H. ASUHAN KEPERAWATAN
A. PENGKAJIAN
1)             Identitas pasien
Meliputi nama, jenis jenis kelamin, usia, alamat, agama, bahasa yang digunakan,
status perkawinan, pendidikan, pekerjaan, asuransi kesehatan, golongan darah,
nomor register, tanggal masuk rumah sakit, dan diagnosis medis.

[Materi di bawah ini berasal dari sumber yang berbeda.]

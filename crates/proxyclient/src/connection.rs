use std::collections::BTreeMap;
use std::sync::Arc;
use std::sync::atomic::{AtomicBool, Ordering};

use chrono::{DateTime, Utc};
use proxyproto::errinfo::ErrorKind;
use proxyproto::ids::ConnectionId;
use proxyproto::messages::Request;
use proxyproto::value::Value;
use proxyutil::metadata_constants::{PASSWORD_KEY, REAL_URL_KEY, USER_KEY};
use sqlrewrite::{Dialect, Rewriter};
use tracing::{debug, info};

use crate::errors::{ClientError, Result};
use crate::proxy_url::ProxyUrl;
use crate::statement::ProxyStatement;
use crate::transport::ProxyTransport;

/// State shared between a connection and the statements and cursors created
/// from it.
pub(crate) struct ConnShared {
    pub(crate) transport: ProxyTransport,
    pub(crate) id: ConnectionId,
    closed: AtomicBool,
}

impl ConnShared {
    pub(crate) fn is_closed(&self) -> bool {
        self.closed.load(Ordering::Acquire)
    }

    pub(crate) fn ensure_open(&self) -> Result<()> {
        if self.is_closed() {
            return Err(ClientError::ConnectionClosed);
        }
        Ok(())
    }
}

/// A connection on the real database, held open by the proxy server.
pub struct ProxyConnection {
    shared: Arc<ConnShared>,
    rewrite: Option<(Rewriter, Dialect)>,
}

impl ProxyConnection {
    /// Parse the url and connect.
    pub async fn open(url: &str) -> Result<Self> {
        Self::connect(&ProxyUrl::parse(url)?).await
    }

    /// Connect to the proxy and open a connection on the real database.
    pub async fn connect(url: &ProxyUrl) -> Result<Self> {
        let transport = ProxyTransport::connect(url.addr()).await?;

        let mut extra = BTreeMap::new();
        extra.insert(REAL_URL_KEY.to_string(), Value::from(url.real_url.as_str()));
        if let Some(user) = &url.user {
            extra.insert(USER_KEY.to_string(), Value::from(user.as_str()));
        }
        if let Some(password) = &url.password {
            extra.insert(PASSWORD_KEY.to_string(), Value::from(password.as_str()));
        }

        let resp = transport.request(Request::open_connection(extra)).await?;
        let id = resp
            .rows
            .first()
            .and_then(|row| row.first())
            .and_then(Value::as_str)
            .map(ConnectionId::from)
            .ok_or(ClientError::MalformedResponse(
                "open connection response without connection id",
            ))?;
        info!(conn_id = %id, proxy = %url.addr(), real_url = %url.real_url, "opened proxy connection");

        Ok(ProxyConnection {
            shared: Arc::new(ConnShared {
                transport,
                id,
                closed: AtomicBool::new(false),
            }),
            rewrite: url.dialect.map(|d| (Rewriter::new(), d)),
        })
    }

    pub fn id(&self) -> &ConnectionId {
        &self.shared.id
    }

    pub fn is_closed(&self) -> bool {
        self.shared.is_closed()
    }

    pub fn dialect(&self) -> Option<Dialect> {
        self.rewrite.as_ref().map(|(_, d)| *d)
    }

    /// Create a statement for the sql. No request is sent until it's executed.
    ///
    /// The sql is rewritten if the connection was opened with a dialect.
    pub fn prepare_statement(&self, sql: &str) -> Result<ProxyStatement> {
        self.shared.ensure_open()?;
        let sql = match &self.rewrite {
            Some((rewriter, dialect)) => {
                let rewritten = rewriter.rewrite(sql, *dialect);
                if rewritten != sql {
                    debug!(%dialect, original = %sql, rewritten = %rewritten, "rewrote statement");
                }
                rewritten
            }
            None => sql.to_string(),
        };
        Ok(ProxyStatement::new(self.shared.clone(), sql))
    }

    pub async fn ping(&self) -> Result<DateTime<Utc>> {
        self.shared.transport.ping().await
    }

    /// Close the connection on the server along with everything opened from it.
    ///
    /// Closing twice is a no-op. A connection the server has already expired
    /// counts as closed.
    pub async fn close(&self) -> Result<()> {
        if self.is_closed() {
            return Ok(());
        }
        let id = self.shared.id.clone();
        match self
            .shared
            .transport
            .request(Request::close_connection(id.clone()))
            .await
        {
            Ok(_) => {}
            Err(e) if e.kind() == Some(ErrorKind::ConnectionExpired) => {
                debug!(conn_id = %id, "connection already expired on server");
            }
            Err(e) => return Err(e),
        }
        self.shared.closed.store(true, Ordering::Release);
        info!(conn_id = %id, "proxy connection closed");
        Ok(())
    }
}

impl std::fmt::Debug for ProxyConnection {
    fn fmt(&self, f: &mut std::fmt::Formatter<'_>) -> std::fmt::Result {
        f.debug_struct("ProxyConnection")
            .field("id", &self.shared.id)
            .field("closed", &self.is_closed())
            .field("dialect", &self.dialect())
            .finish()
    }
}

2)             Riwayat penyakit sekarang
Merupakan rangkaian kejadian mulai dari terjadinya trauma sehingga pasien masuk
rumah sakit.
3)             Riwayat penyakit dahulu
Merupakan riwayat penyakit yang pernah diderita pasien dan berhubungan dengan
sistem persarafan
4)             Keluhan utama
Pada umumnya keluhan utama pada kasus skull defect adalah penurunan tingkat
kesadaran (GCS 9-12), pusing, sakit kepala, gangguan motorik, kejang, gangguan
sensorik dan gangguan kesadaran. Format PQRST dapat digunakan untuk
mempermudah pengumpulan data, penjabaran dari PQRST adalah:
P (provokatif/paliatif): Apa yang menjadi hal-hal yang meringankan dan
memperberat nyeri? Apa saja yang telah dilakukan untuk mengobati nyeri?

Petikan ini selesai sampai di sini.